American brands with operations being hit
The crisis has hit American brands the most as Vietnam accounted for roughly 40 per cent of US imports in the year till July 31, reveals Panjiva data. The American Apparel and Footwear Association (AAFA) therefore urged President Biden to accelerate America’s supply of vaccines to Vietnam. Meanwhile, brands like On, Puma and Adidas plan to relocate their manufacturing facilities to safer countries and regions. This may increase their production costs in short-term. However, they will have to meet customer’s demand, says Winnie Leung, Professor, George Brown College, Toronto.
Inventory challenges lead to uncertainty
Puma expects Vietnam’s lockdown to be extended by another two weeks as cases continue to rise. The company also expects a delay of four to six weeks in restarting production, states Robert-Jan Bartunek, Senior Manager-Corporate Communications. Adidas also expects shutdowns to last until the end of third quarter, says Kasper Rorsted, CEO.

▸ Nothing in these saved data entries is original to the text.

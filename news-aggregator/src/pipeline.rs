use crate::aggregator::Aggregator;
use crate::config::AggregatorConfig;
use crate::digest::{HeadlineDigest, Summarizer};
use crate::store::ArticleStore;
use crate::types::{CycleReport, Result};
use chrono::Utc;
use std::sync::Arc;
use tokio::sync::Mutex;
use tracing::{error, info, info_span, Instrument};
use uuid::Uuid;

/// Owns the long-lived store and runs fetch → aggregate → merge cycles,
/// one at a time.
pub struct NewsPipeline {
    aggregator: Arc<Aggregator>,
    store: Arc<ArticleStore>,
    summarizer: Arc<dyn Summarizer>,
    digest_articles: usize,
    cycle_lock: Mutex<()>,
}

impl NewsPipeline {
    pub fn new(aggregator: Aggregator, store: Arc<ArticleStore>) -> Self {
        Self {
            aggregator: Arc::new(aggregator),
            store,
            summarizer: Arc::new(HeadlineDigest::default()),
            digest_articles: 5,
            cycle_lock: Mutex::new(()),
        }
    }

    pub fn from_config(config: &AggregatorConfig) -> Result<Self> {
        let aggregator = Aggregator::from_config(config)?;
        let store = Arc::new(ArticleStore::new(config.limits.store_capacity));
        Ok(Self::new(aggregator, store).with_digest_articles(config.limits.digest_articles))
    }

    pub fn with_summarizer(mut self, summarizer: Arc<dyn Summarizer>) -> Self {
        self.summarizer = summarizer;
        self
    }

    pub fn with_digest_articles(mut self, count: usize) -> Self {
        self.digest_articles = count;
        self
    }

    pub fn store(&self) -> Arc<ArticleStore> {
        self.store.clone()
    }

    /// Run one cycle. Overlapping calls wait for the running cycle to finish.
    /// Never fails: any error, including a panic while fetching, is reported
    /// as an unsuccessful cycle that added nothing.
    pub async fn run_cycle(&self) -> CycleReport {
        let _guard = self.cycle_lock.lock().await;

        let cycle_id = Uuid::new_v4();
        let started_at = Utc::now();

        async move {
            info!("starting news update");

            let aggregator = self.aggregator.clone();
            let fetched = tokio::spawn(async move { aggregator.aggregate().await }.in_current_span()).await;

            match fetched {
                Ok(articles) => {
                    let fetched_count = articles.len();
                    let added_count = self.store.merge(articles).await;
                    let total_count = self.store.len().await;
                    info!(
                        fetched = fetched_count,
                        added = added_count,
                        total = total_count,
                        capacity = self.store.capacity(),
                        "news update completed"
                    );

                    CycleReport {
                        cycle_id,
                        success: true,
                        added_count,
                        total_count,
                        started_at,
                        finished_at: Utc::now(),
                        error: None,
                    }
                }
                Err(e) => {
                    error!(error = %e, "news update failed");
                    CycleReport {
                        cycle_id,
                        success: false,
                        added_count: 0,
                        total_count: self.store.len().await,
                        started_at,
                        finished_at: Utc::now(),
                        error: Some(e.to_string()),
                    }
                }
            }
        }
        .instrument(info_span!("cycle", %cycle_id))
        .await
    }

    /// Digest of the most recent stored articles, if the summarizer has one.
    pub async fn digest(&self) -> Option<String> {
        let snapshot = self.store.snapshot().await;
        let recent = &snapshot[..snapshot.len().min(self.digest_articles)];
        if recent.is_empty() {
            return None;
        }

        info!(summarizer = %self.summarizer.name(), articles = recent.len(), "generating digest");
        self.summarizer.summarize(recent).await
    }
}
pub mod types;
pub mod config;
pub mod fetcher;
pub mod parser;
pub mod relevance;
pub mod extractor;
pub mod traits;
pub mod sources;
pub mod aggregator;
pub mod store;
pub mod digest;
pub mod pipeline;
pub mod utils;

pub use types::*;
pub use config::{AggregatorConfig, FeedSourceConfig, SiteSourceConfig};
pub use fetcher::Fetcher;
pub use parser::FeedParser;
pub use relevance::RelevanceFilter;
pub use extractor::{ContentExtractor, ReadabilityExtractor};
pub use traits::ArticleSource;
pub use sources::{FeedFetcher, SiteFetcher};
pub use aggregator::Aggregator;
pub use store::ArticleStore;
pub use digest::{HeadlineDigest, Summarizer};
pub use pipeline::NewsPipeline;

The latest outbreak further compounds Vietnam’s woes currently facing issues like port closures in China and shipping delays in the US. It also adds to future market uncertainty as rising freight rates are likely to make inventory acquisition a bigger challenge next year, according to investment bank Cowen.
Any Halliwell, Senior Director-Retail, Publicis Sapient, says, this may also disrupt global supply chains and reduces brands’ working capital. To survive, brands and retailers will have to diversify and adapt to the changing situation. Players with diversified manufacturing will fare better.